**Data provided:**
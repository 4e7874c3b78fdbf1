//! Builders to construct started dispatch pools from benchmark configuration.

use std::sync::Arc;

use crate::config::BenchConfig;
use crate::core::{DispatchError, DispatchObserver, DispatchPool, NoopObserver, QueryExecutor};

/// Validate `cfg`, create a pool around `executor` and start `cfg.workers` lanes.
///
/// # Errors
///
/// - `DispatchError::InvalidConfig` if `cfg` is invalid
/// - any error from [`DispatchPool::start`]
pub fn build_pool<P, E>(cfg: &BenchConfig, executor: E) -> Result<DispatchPool<P, E>, DispatchError>
where
    P: Send + Sync + 'static,
    E: QueryExecutor<P>,
{
    build_pool_with_observer(cfg, executor, Arc::new(NoopObserver))
}

/// Like [`build_pool`], reporting to `observer`.
///
/// # Errors
///
/// - `DispatchError::InvalidConfig` if `cfg` is invalid
/// - any error from [`DispatchPool::start`]
pub fn build_pool_with_observer<P, E>(
    cfg: &BenchConfig,
    executor: E,
    observer: Arc<dyn DispatchObserver>,
) -> Result<DispatchPool<P, E>, DispatchError>
where
    P: Send + Sync + 'static,
    E: QueryExecutor<P>,
{
    cfg.validate().map_err(DispatchError::InvalidConfig)?;
    let pool = DispatchPool::with_observer(cfg.dispatch.clone(), executor, observer)?;
    pool.start(cfg.workers)?;
    Ok(pool)
}
//! Error types for dispatch pool operations.

use thiserror::Error;

/// Errors produced by the dispatch pool lifecycle.
#[derive(Debug, Error)]
pub enum DispatchError {
    /// `start` was called with zero lanes.
    #[error("lane count must be at least 1, got {0}")]
    InvalidLaneCount(usize),
    /// `start` was called on a pool that has already been started.
    #[error("pool already started")]
    AlreadyStarted,
    /// The operation requires a started pool.
    #[error("pool not started")]
    NotStarted,
    /// `stop` was called on a pool that has already been stopped.
    #[error("pool already stopped")]
    AlreadyStopped,
    /// Statistics were requested before the pool was stopped.
    #[error("pool not stopped; stats are only available after stop")]
    NotStopped,
    /// A work item was created with an empty routing key.
    #[error("routing key must not be empty")]
    EmptyRoutingKey,
    /// The lane's queue is no longer accepting items.
    #[error("lane {0} is disconnected")]
    LaneDisconnected(usize),
    /// A lane thread or its runtime could not be created.
    #[error("failed to spawn lane {lane}: {source}")]
    LaneSpawn {
        /// Index of the lane that failed to start.
        lane: usize,
        /// Underlying OS error.
        #[source]
        source: std::io::Error,
    },
    /// A lane thread panicked; its samples were lost.
    #[error("lane {0} panicked")]
    LanePanicked(usize),
    /// Configuration validation failed.
    #[error("invalid configuration: {0}")]
    InvalidConfig(String),
}

/// Application-facing result using anyhow for higher-level contexts.
pub type AppResult<T> = Result<T, anyhow::Error>;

**What you are asked to do:** Each record must be output exactly, with none omitted.

**Problem solution:**
repository 4e7874c3b78fdbf1
//! Builders to construct started dispatch pools from benchmark configuration.

use std::sync::Arc;

use crate::config::BenchConfig;
use crate::core::{DispatchError, DispatchObserver, DispatchPool, NoopObserver, QueryExecutor};

/// Validate `cfg`, create a pool around `executor` and start `cfg.workers` lanes.
///
/// # Errors
///
/// - `DispatchError::InvalidConfig` if `cfg` is invalid
/// - any error from [`DispatchPool::start`]
pub fn build_pool<P, E>(cfg: &BenchConfig, executor: E) -> Result<DispatchPool<P, E>, DispatchError>
where
    P: Send + Sync + 'static,
    E: QueryExecutor<P>,
{
    build_pool_with_observer(cfg, executor, Arc::new(NoopObserver))
}

/// Like [`build_pool`], reporting to `observer`.
///
/// # Errors
///
/// - `DispatchError::InvalidConfig` if `cfg` is invalid
/// - any error from [`DispatchPool::start`]
pub fn build_pool_with_observer<P, E>(
    cfg: &BenchConfig,
    executor: E,
    observer: Arc<dyn DispatchObserver>,
) -> Result<DispatchPool<P, E>, DispatchError>
where
    P: Send + Sync + 'static,
    E: QueryExecutor<P>,
{
    cfg.validate().map_err(DispatchError::InvalidConfig)?;
    let pool = DispatchPool::with_observer(cfg.dispatch.clone(), executor, observer)?;
    pool.start(cfg.workers)?;
    Ok(pool)
}
//! Error types for dispatch pool operations.

use thiserror::Error;

/// Errors produced by the dispatch pool lifecycle.
#[derive(Debug, Error)]
pub enum DispatchError {
    /// `start` was called with zero lanes.
    #[error("lane count must be at least 1, got {0}")]
    InvalidLaneCount(usize),
    /// `start` was called on a pool that has already been started.
    #[error("pool already started")]
    AlreadyStarted,
    /// The operation requires a started pool.
    #[error("pool not started")]
    NotStarted,
    /// `stop` was called on a pool that has already been stopped.
    #[error("pool already stopped")]
    AlreadyStopped,
    /// Statistics were requested before the pool was stopped.
    #[error("pool not stopped; stats are only available after stop")]
    NotStopped,
    /// A work item was created with an empty routing key.
    #[error("routing key must not be empty")]
    EmptyRoutingKey,
    /// The lane's queue is no longer accepting items.
    #[error("lane {0} is disconnected")]
    LaneDisconnected(usize),
    /// A lane thread or its runtime could not be created.
    #[error("failed to spawn lane {lane}: {source}")]
    LaneSpawn {
        /// Index of the lane that failed to start.
        lane: usize,
        /// Underlying OS error.
        #[source]
        source: std::io::Error,
    },
    /// A lane thread panicked; its samples were lost.
    #[error("lane {0} panicked")]
    LanePanicked(usize),
    /// Configuration validation failed.
    #[error("invalid configuration: {0}")]
    InvalidConfig(String),
}

/// Application-facing result using anyhow for higher-level contexts.
pub type AppResult<T> = Result<T, anyhow::Error>;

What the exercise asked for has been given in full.